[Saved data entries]
+===+

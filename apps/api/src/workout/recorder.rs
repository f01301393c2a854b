//! Session Recorder: maps parsed sets to Log Store rows and appends them in one batch.

use std::sync::Arc;

use chrono::{Local, NaiveDate};
use serde_json::{json, Value};
use tracing::{info, warn};

use crate::errors::WriteError;
use crate::log_store::LogStore;
use crate::models::workout::SetRecord;
use crate::progress::cache::TableCache;
use crate::workout::normalize::title_case;

pub const DATE_FORMAT: &str = "%Y-%m-%d";

#[derive(Clone)]
pub struct SessionRecorder {
    store: Arc<dyn LogStore>,
    cache: Arc<TableCache>,
}

impl SessionRecorder {
    pub fn new(store: Arc<dyn LogStore>, cache: Arc<TableCache>) -> Self {
        Self { store, cache }
    }

    /// Records one submission under today's local date.
    pub async fn record(&self, entries: &[SetRecord]) -> Result<usize, WriteError> {
        self.record_on(entries, Local::now().date_naive()).await
    }

    /// Records one submission; every row shares `date`. Exactly one append.
    /// Not idempotent: calling twice writes the rows twice.
    pub async fn record_on(&self, entries: &[SetRecord], date: NaiveDate) -> Result<usize, WriteError> {
        if entries.is_empty() {
            return Ok(0);
        }

        let rows: Vec<Vec<Value>> = entries.iter().map(|e| to_row(e, date)).collect();
        let count = rows.len();

        let result = self.store.append_rows(rows).await;
        self.cache.invalidate();

        match result {
            Ok(()) => {
                info!("Recorded {count} sets for {date}");
                Ok(count)
            }
            Err(source) => {
                warn!("Append of {count} rows failed, resetting log store connection: {source}");
                self.store.reset();
                Err(WriteError { rows: count, source })
            }
        }
    }
}

/// The set as it is stored: exercise name in title case.
pub fn as_written(entry: &SetRecord) -> SetRecord {
    SetRecord {
        exercise: title_case(&entry.exercise),
        ..entry.clone()
    }
}

/// `[date, exercise, weight, reps, notes, muscle_group]`, matching `log_store::COLUMNS`.
pub fn to_row(entry: &SetRecord, date: NaiveDate) -> Vec<Value> {
    vec![
        json!(date.format(DATE_FORMAT).to_string()),
        json!(title_case(&entry.exercise)),
        weight_cell(entry.weight),
        json!(entry.reps),
        json!(entry.notes),
        json!(entry.muscle_group.as_str()),
    ]
}

/// Whole-number weights are written as integers so the sheet shows `60`, not `60.0`.
fn weight_cell(weight: f64) -> Value {
    if weight.fract() == 0.0 && weight.abs() < i64::MAX as f64 {
        json!(weight as i64)
    } else {
        json!(weight)
    }
}

#[cfg(test)]
mod tests {
    use std::time::Duration;

    use super::*;
    use crate::log_store::MemoryStore;
    use crate::models::workout::MuscleGroup;

    fn set(exercise: &str, weight: f64, reps: u32) -> SetRecord {
        SetRecord {
            exercise: exercise.to_string(),
            muscle_group: MuscleGroup::Chest,
            weight,
            reps,
            notes: String::new(),
        }
    }

    fn recorder() -> (SessionRecorder, Arc<MemoryStore>, Arc<TableCache>) {
        let store = Arc::new(MemoryStore::new());
        let cache = Arc::new(TableCache::new(Duration::from_secs(60)));
        (SessionRecorder::new(store.clone(), cache.clone()), store, cache)
    }

    fn date() -> NaiveDate {
        NaiveDate::from_ymd_opt(2024, 5, 17).unwrap()
    }

    #[tokio::test]
    async fn test_k_entries_one_append_one_date() {
        let (recorder, store, _) = recorder();
        let entries = vec![set("bench", 60.0, 10), set("bench", 62.5, 8), set("fly", 14.0, 12)];

        let count = recorder.record_on(&entries, date()).await.unwrap();
        assert_eq!(count, 3);
        assert_eq!(store.append_calls(), 1);

        let rows = store.rows();
        assert_eq!(rows.len(), 3);
        assert!(rows.iter().all(|r| r[0] == json!("2024-05-17")));
    }

    #[tokio::test]
    async fn test_row_layout_and_title_case() {
        let (recorder, store, _) = recorder();
        let mut entry = set("incline DUMBBELL press", 22.5, 10);
        entry.notes = "slow negatives".to_string();

        recorder.record_on(&[entry], date()).await.unwrap();
        assert_eq!(
            store.rows()[0],
            vec![
                json!("2024-05-17"),
                json!("Incline Dumbbell Press"),
                json!(22.5),
                json!(10),
                json!("slow negatives"),
                json!("Chest"),
            ]
        );
    }

    #[tokio::test]
    async fn test_empty_submission_touches_nothing() {
        let (recorder, store, _) = recorder();
        assert_eq!(recorder.record_on(&[], date()).await.unwrap(), 0);
        assert_eq!(store.append_calls(), 0);
    }

    #[tokio::test]
    async fn test_failure_surfaces_error_and_resets_store() {
        let (recorder, store, cache) = recorder();
        cache.put(Default::default());
        store.set_unavailable(true);

        let err = recorder.record_on(&[set("Squat", 100.0, 5)], date()).await.unwrap_err();
        assert_eq!(err.rows, 1);
        assert_eq!(store.append_calls(), 1);
        assert_eq!(store.reset_calls(), 1);
        assert!(cache.get().is_none());
    }

    #[tokio::test]
    async fn test_success_invalidates_cache() {
        let (recorder, _, cache) = recorder();
        cache.put(Default::default());
        recorder.record_on(&[set("Squat", 100.0, 5)], date()).await.unwrap();
        assert!(cache.get().is_none());
    }

    #[tokio::test]
    async fn test_recording_twice_duplicates_rows() {
        let (recorder, store, _) = recorder();
        let entries = vec![set("Squat", 100.0, 5)];
        recorder.record_on(&entries, date()).await.unwrap();
        recorder.record_on(&entries, date()).await.unwrap();
        assert_eq!(store.rows().len(), 2);
    }

    #[test]
    fn test_weight_cell() {
        assert_eq!(weight_cell(60.0), json!(60));
        assert_eq!(weight_cell(2.5), json!(2.5));
        assert_eq!(weight_cell(0.0), json!(0));
    }

    #[test]
    fn test_as_written_matches_stored_exercise() {
        let entry = set("romanian deadlift", 80.0, 8);
        let written = as_written(&entry);
        assert_eq!(written.exercise, "Romanian Deadlift");
        assert_eq!(to_row(&entry, date())[1], json!(written.exercise));
        assert_eq!(written.weight, entry.weight);
    }
}
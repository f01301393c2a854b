/// Title-cases an exercise name: the first letter of every word is upper case,
/// the rest lower case. Words break on whitespace, `-`, `/` and `(`.
/// Runs of whitespace collapse to a single space.
pub fn title_case(name: &str) -> String {
    let mut out = String::with_capacity(name.len());

    for word in name.split_whitespace() {
        if !out.is_empty() {
            out.push(' ');
        }
        let mut at_word_start = true;
        for c in word.chars() {
            if at_word_start {
                out.extend(c.to_uppercase());
            } else {
                out.extend(c.to_lowercase());
            }
            at_word_start = matches!(c, '-' | '/' | '(');
        }
    }
    out
}
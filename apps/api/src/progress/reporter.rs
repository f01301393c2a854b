//! Progress Reporter: reads the whole Log Store back, with a short-lived cache.

use std::sync::Arc;

use chrono::{Duration, NaiveDate, NaiveDateTime};
use serde_json::Value;
use tracing::{debug, warn};

use crate::log_store::{field, LogStore, Record};
use crate::models::workout::{LogTable, LoggedSet, MuscleGroup};
use crate::progress::cache::TableCache;

#[derive(Clone)]
pub struct ProgressReporter {
    store: Arc<dyn LogStore>,
    cache: Arc<TableCache>,
}

impl ProgressReporter {
    pub fn new(store: Arc<dyn LogStore>, cache: Arc<TableCache>) -> Self {
        Self { store, cache }
    }

    /// All rows, coerced. An unreachable store reads as an empty table;
    /// empty results are not cached so the next call tries again.
    pub async fn load_all(&self) -> Arc<LogTable> {
        if let Some(table) = self.cache.get() {
            debug!("Serving {} rows from cache", table.len());
            return table;
        }

        match self.store.read_records().await {
            Ok(records) => {
                let table = LogTable {
                    rows: records.iter().map(logged_set_from_record).collect(),
                };
                if table.is_empty() {
                    Arc::new(table)
                } else {
                    debug!("Loaded {} rows from log store", table.len());
                    self.cache.put(table)
                }
            }
            Err(e) => {
                warn!("Log store read failed, showing no data: {e}");
                Arc::new(LogTable::default())
            }
        }
    }
}

/// Coerces one header-keyed record. Tolerates the older schemas: a full
/// timestamp in the date column, and no muscle-group column at all.
pub fn logged_set_from_record(record: &Record) -> LoggedSet {
    LoggedSet {
        date: field(record, "date").and_then(coerce_date),
        exercise: field(record, "exercise").map(cell_text).unwrap_or_default(),
        weight: field(record, "weight")
            .and_then(coerce_number)
            .filter(|w| *w >= 0.0),
        reps: field(record, "reps")
            .and_then(coerce_number)
            .filter(|r| *r >= 0.0 && r.fract() == 0.0 && *r <= u32::MAX as f64)
            .map(|r| r as u32),
        notes: field(record, "notes").map(cell_text).unwrap_or_default(),
        muscle_group: match field(record, "muscle_group").map(cell_text) {
            None => MuscleGroup::Uncategorized,
            Some(label) if label.is_empty() => MuscleGroup::Uncategorized,
            Some(label) => MuscleGroup::from_label(&label).unwrap_or(MuscleGroup::Other),
        },
    }
}

fn cell_text(value: &Value) -> String {
    match value {
        Value::String(s) => s.trim().to_string(),
        Value::Null => String::new(),
        other => other.to_string(),
    }
}

/// Strict numeric coercion: anything that is not a plain number is missing.
fn coerce_number(value: &Value) -> Option<f64> {
    match value {
        Value::Number(n) => n.as_f64(),
        Value::String(s) => s.trim().parse::<f64>().ok(),
        _ => None,
    }
    .filter(|n| n.is_finite())
}

fn coerce_date(value: &Value) -> Option<NaiveDate> {
    match value {
        Value::String(s) => parse_date(s.trim()),
        // Spreadsheet serial day number (unformatted date cell).
        Value::Number(n) => {
            let epoch = NaiveDate::from_ymd_opt(1899, 12, 30)?;
            let days = n.as_f64()?.floor();
            epoch.checked_add_signed(Duration::try_days(days as i64)?)
        }
        _ => None,
    }
}

fn parse_date(s: &str) -> Option<NaiveDate> {
    NaiveDate::parse_from_str(s, "%Y-%m-%d")
        .ok()
        .or_else(|| {
            NaiveDateTime::parse_from_str(s, "%Y-%m-%d %H:%M:%S")
                .ok()
                .map(|dt| dt.date())
        })
        .or_else(|| {
            NaiveDateTime::parse_from_str(s, "%Y-%m-%d %H:%M")
                .ok()
                .map(|dt| dt.date())
        })
        .or_else(|| NaiveDate::parse_from_str(s, "%m/%d/%Y").ok())
}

+===+

## What you will do
Find every line in the records above that contains the word "async", and copy each one.

## Exercise result
    pub async fn record(&self, entries: &[SetRecord]) -> Result<usize, WriteError> {
    pub async fn record_on(&self, entries: &[SetRecord], date: NaiveDate) -> Result<usize, WriteError> {
    async fn test_k_entries_one_append_one_date() {
    async fn test_row_layout_and_title_case() {
    async fn test_empty_submission_touches_nothing() {
    async fn test_failure_surfaces_error_and_resets_store() {
    async fn test_success_invalidates_cache() {
    async fn test_recording_twice_duplicates_rows() {
    pub async fn load_all(&self) -> Arc<LogTable> {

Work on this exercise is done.